Sans cesser de tirer, l’archère s’adressa à Elayne :

— Je savais que je n’aurais pas dû te permettre de venir, aujourd’hui.

En haut des tours, les arbalétriers tiraient aussi, mais les entrepôts faisaient d’assez bons abris pour des assaillants en déroute.

Elayne eut besoin d’un moment pour enregistrer la dernière phrase de Birgitte et comprendre qu’elle s’adressait à elle.

— Et tu m’en aurais empêchée comment ? demanda-t-elle, montée sur ses ergots.

Son carquois étant vide, Birgitte baissa son arc et se retourna.

— En te ligotant et en demandant à Aviendha de s’asseoir sur toi !

L’Aielle, justement, venait de débouler sur le chemin de ronde. Même si l’aura du saidar l’enveloppait, elle serrait dans son poing son couteau à manche de corne.

Caseille et les autres gardes rapprochées la suivaient, épée au poing et mine plus que grise. Voir qu’Elayne n’avait rien n’améliora pas leur humeur. Dès qu’il s’agissait de la traiter comme un vase précieux susceptible de se briser au moindre choc, ces maudites femmes n’en rataient pas une. Après cet épisode, elles seraient pires que jamais. Et qui devrait les supporter ?

— Je t’aurais rattrapée, maugréa Aviendha en se massant la hanche, mais ce cheval de malheur m’a désarçonnée.
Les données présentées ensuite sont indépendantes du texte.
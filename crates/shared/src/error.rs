//! Application-wide error types.

use thiserror::Error;

/// Result type alias using `AppError`.
pub type AppResult<T> = Result<T, AppError>;

/// Application error types.
#[derive(Debug, Error)]
pub enum AppError {
    /// Resource not found.
    #[error("Not found: {0}")]
    NotFound(String),

    /// Validation error.
    #[error("Validation error: {0}")]
    Validation(String),

    /// External service error (asset store, metrics feed).
    #[error("External service error: {0}")]
    ExternalService(String),

    /// Configuration could not be loaded or is inconsistent.
    #[error("Configuration error: {0}")]
    Configuration(String),

    /// Internal server error.
    #[error("Internal error: {0}")]
    Internal(String),
}

impl AppError {
    /// Returns the HTTP status code for this error.
    #[must_use]
    pub const fn status_code(&self) -> u16 {
        match self {
            Self::NotFound(_) => 404,
            Self::Validation(_) => 400,
            Self::ExternalService(_) => 502,
            Self::Configuration(_) | Self::Internal(_) => 500,
        }
    }

    /// Returns the error code for API responses.
    #[must_use]
    pub const fn error_code(&self) -> &'static str {
        match self {
            Self::NotFound(_) => "NOT_FOUND",
            Self::Validation(_) => "VALIDATION_ERROR",
            Self::ExternalService(_) => "EXTERNAL_SERVICE_ERROR",
            Self::Configuration(_) => "CONFIGURATION_ERROR",
            Self::Internal(_) => "INTERNAL_ERROR",
        }
    }
}

impl From<config::ConfigError> for AppError {
    fn from(err: config::ConfigError) -> Self {
        Self::Configuration(err.to_string())
    }
}

#[cfg(test)]
mod tests {
    use super::*;

    #[test]
    fn test_error_status_codes() {
        assert_eq!(AppError::NotFound(String::new()).status_code(), 404);
        assert_eq!(AppError::Validation(String::new()).status_code(), 400);
        assert_eq!(AppError::ExternalService(String::new()).status_code(), 502);
        assert_eq!(AppError::Configuration(String::new()).status_code(), 500);
        assert_eq!(AppError::Internal(String::new()).status_code(), 500);
    }

    #[test]
    fn test_error_codes() {
        assert_eq!(AppError::NotFound(String::new()).error_code(), "NOT_FOUND");
        assert_eq!(
            AppError::Validation(String::new()).error_code(),
            "VALIDATION_ERROR"
        );
        assert_eq!(
            AppError::ExternalService(String::new()).error_code(),
            "EXTERNAL_SERVICE_ERROR"
        );
        assert_eq!(
            AppError::Configuration(String::new()).error_code(),
            "CONFIGURATION_ERROR"
        );
    }

    #[test]
    fn test_error_display() {
        assert_eq!(
            AppError::NotFound("widget 'orb'".into()).to_string(),
            "Not found: widget 'orb'"
        );
        assert_eq!(
            AppError::ExternalService("bucket offline".into()).to_string(),
            "External service error: bucket offline"
        );
    }

    #[test]
    fn test_config_error_converts() {
        let err: AppError = config::ConfigError::Message("missing field".into()).into();
        assert!(matches!(err, AppError::Configuration(ref msg) if msg.contains("missing field")));
    }
}
//! Deferred content error types.

use thiserror::Error;

/// Why a content unit could not be produced.
#[derive(Debug, Clone, PartialEq, Eq, Error)]
pub enum LoadError {
    /// The source has nothing under this key.
    #[error("content not found: {key}")]
    NotFound {
        /// Key that was requested.
        key: String,
    },

    /// The underlying fetch failed.
    #[error("content source failed: {0}")]
    Source(String),

    /// The configured load timeout elapsed first.
    #[error("content load timed out after {after_ms} ms")]
    TimedOut {
        /// Elapsed limit in milliseconds.
        after_ms: u64,
    },

    /// The loader panicked; the panic was contained.
    #[error("content loader panicked: {0}")]
    Panicked(String),
}

impl LoadError {
    /// Create a not found error.
    #[must_use]
    pub fn not_found(key: impl Into<String>) -> Self {
        Self::NotFound { key: key.into() }
    }

    /// Create a source error.
    #[must_use]
    pub fn source(msg: impl Into<String>) -> Self {
        Self::Source(msg.into())
    }

    /// Stable code for API payloads.
    #[must_use]
    pub const fn code(&self) -> &'static str {
        match self {
            Self::NotFound { .. } => "NOT_FOUND",
            Self::Source(_) => "SOURCE_ERROR",
            Self::TimedOut { .. } => "TIMED_OUT",
            Self::Panicked(_) => "PANICKED",
        }
    }
}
Avec une jument si douce, c’était très peu probable. Aviendha, à n’en pas douter, était tombée de selle toute seule. Dès qu’elle eut évalué la situation, elle rengaina son couteau et fit mine de ne l’avoir jamais tiré de son fourreau. Dans le même ordre d’idées, l’aura du saidar se dissipa.

— Je n’ai pris aucun risque, dit Elayne en tentant de supprimer toute ironie de sa voix – une mission impossible. Min affirme que je porterai mes bébés jusqu’au terme. Tant qu’ils ne sont pas nés, je n’ai rien à craindre.

Aviendha acquiesça à contrecœur, mais Birgitte lâcha :

— Tant qu’à faire, j’aimerais que tu ne mettes pas ses visions à l’épreuve. Prends trop de risques, et tu démontreras qu’elles sont fausses.

Un monceau d’âneries ! Min ne se trompait jamais. Ça, c’était garanti.